Must-share information (formatted with Markdown):
- which versions are you using (SonarQube, Scanner, Plugin, and any relevant extension)
v10 (the latest) - how is SonarQube deployed: zip, Docker, Helm
(Docker via docker compose yaml) - what are you trying to achieve
(customized code review automation) - what have you tried so far to achieve this
(spin up self hosted server, everything works based on documentation reading except for one thing)
Do not share screenshots of logs – share the text itself (bonus points for being well-formatted)!
Hi SonarQube Community,
I’m using webhook feature on the system level to send my own server a notification when a analysis is completed.
I created a webhook with a secret in sonarqube system configuration page.
and then I’m using nodejs server to receive the webhook incoming call from sonarqube.
I’m at the verification step to ensure the incoming call is from Sonarqube for security compliance.
according to the sonarqube’s documentation it’s based on Hmac sha256, so I did the below nodejs code, however, the signature doesn’t match.

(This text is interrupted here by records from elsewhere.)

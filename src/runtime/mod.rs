//! Connection runtime for the echo service.
//!
//! Blocking, thread-per-connection model:
//! - `EchoWorker`: per-connection read/echo loop
//! - `WorkerRegistry`: every live worker, reachable for shutdown
//! - `Dispatcher`: submits workers to a `TaskPool`

mod connection;
mod dispatch;
mod registry;

pub(crate) use connection::{shutdown_stream, EchoWorker, DEFAULT_BUFFER_SIZE};
pub(crate) use dispatch::{Dispatcher, TaskPool, ThreadPool};
pub(crate) use registry::WorkerRegistry;

#[cfg(test)]
pub(crate) use dispatch::{DispatchError, Job, TaskHandle};
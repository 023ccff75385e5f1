//! Per-connection echo worker.
//!
//! A worker owns one accepted socket (shared with its registry entry) and
//! one read buffer. It alternates between reading a request and writing
//! back the same bytes until the peer closes, an I/O error occurs, or the
//! service stop flag is observed between cycles.
//!
//! The stop flag alone never interrupts a blocked read. The shutdown
//! coordinator shuts the socket down to wake it.

use bytes::BytesMut;
use std::io::{self, Read, Write};
use std::net::{Shutdown, SocketAddr, TcpStream};
use std::sync::atomic::{AtomicBool, Ordering};
use std::sync::Arc;
use tracing::{debug, error, trace};

/// Default number of bytes read per receive call.
pub const DEFAULT_BUFFER_SIZE: usize = 4096;

/// Current state of a connection worker.
#[derive(Debug, Clone, Copy, PartialEq, Eq)]
pub enum ConnState {
    /// Constructed, not yet running.
    Created,
    /// Blocked in (or about to enter) a receive.
    Reading,
    /// Echoing `len` received bytes back.
    Writing { len: usize },
    /// Socket is being shut down.
    Closing,
    /// Worker has returned.
    Terminated,
}

/// Why a worker left its echo loop.
#[derive(Debug, Clone, Copy, PartialEq, Eq)]
pub enum CloseReason {
    /// Peer closed its side (zero-length read).
    PeerClosed,
    /// The service stop flag was set between cycles.
    Stopped,
    ReadError,
    WriteError,
}

/// Shut down both directions of `stream`.
///
/// Shutting down an already shut down or reset socket is not an error.
pub fn shutdown_stream(stream: &TcpStream) -> io::Result<()> {
    match stream.shutdown(Shutdown::Both) {
        Err(e) if e.kind() != io::ErrorKind::NotConnected => Err(e),
        _ => Ok(()),
    }
}

/// Echo loop for a single accepted connection.
pub struct EchoWorker {
    id: usize,
    stream: Arc<TcpStream>,
    peer: SocketAddr,
    stopped: Arc<AtomicBool>,
    buffer_size: usize,
    state: ConnState,
}

impl EchoWorker {
    pub fn new(
        id: usize,
        stream: Arc<TcpStream>,
        peer: SocketAddr,
        stopped: Arc<AtomicBool>,
        buffer_size: usize,
    ) -> Self {
        Self {
            id,
            stream,
            peer,
            stopped,
            buffer_size,
            state: ConnState::Created,
        }
    }

    pub fn id(&self) -> usize {
        self.id
    }

    #[cfg(test)]
    pub fn state(&self) -> ConnState {
        self.state
    }

    /// Run the echo loop to completion.
    ///
    /// Shuts the socket down on exit but does not release it; the handle
    /// is released by whoever owns the registry entry.
    pub fn run(mut self) -> CloseReason {
        let mut buffer = BytesMut::zeroed(self.buffer_size);

        let reason = match self.echo_loop(&mut buffer) {
            Ok(reason) => reason,
            Err(e) => match self.state {
                ConnState::Writing { len } => {
                    error!(worker = self.id, peer = %self.peer, len, error = %e, "Send failed");
                    CloseReason::WriteError
                }
                _ => {
                    error!(worker = self.id, peer = %self.peer, error = %e, "Receive failed");
                    CloseReason::ReadError
                }
            },
        };

        self.state = ConnState::Closing;
        if let Err(e) = shutdown_stream(&self.stream) {
            debug!(worker = self.id, error = %e, "Socket shutdown failed");
        }
        drop(buffer);

        self.state = ConnState::Terminated;
        debug!(worker = self.id, peer = %self.peer, reason = ?reason, "Worker finished");
        reason
    }

    fn echo_loop(&mut self, buffer: &mut [u8]) -> io::Result<CloseReason> {
        let stream = Arc::clone(&self.stream);
        let mut stream: &TcpStream = &stream;

        loop {
            if self.stopped.load(Ordering::Acquire) {
                return Ok(CloseReason::Stopped);
            }

            self.state = ConnState::Reading;
            let len = match stream.read(buffer) {
                Ok(0) => {
                    trace!(worker = self.id, "Connection closed by peer");
                    return Ok(CloseReason::PeerClosed);
                }
                Ok(n) => n,
                Err(ref e) if e.kind() == io::ErrorKind::Interrupted => continue,
                Err(e) => return Err(e),
            };

            self.state = ConnState::Writing { len };
            trace!(worker = self.id, len, "Echoing request");
            stream.write_all(&buffer[..len])?;
        }
    }
}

I have tried to print the raw req.body data with JSON.stringify(req.body), it seems matching with the request payload that sonarqube sent, although I’m not certain what’s the internal mechanism on creating the signature.
Any ideas how I can get that matched for an enhanced security ?
const hash = crypto.createHmac('sha256', process.env.sonarQubeWebhookSecret).update(JSON.stringify(req.body)).digest('hex');
// get the hash from the request header
const webhookSignature = req.headers['x-sonar-webhook-hmac-sha256'];
// and now compare to see if they match.
if (webhookSignature === hash) {
next();
} else {
const error = new Error(`Error: Invalid signature at ensureValidSonarQubeTraffic. ExpectedHash: ${hash}. GotHash ${webhookSignature}`);
error.status = 403;
next(error);
}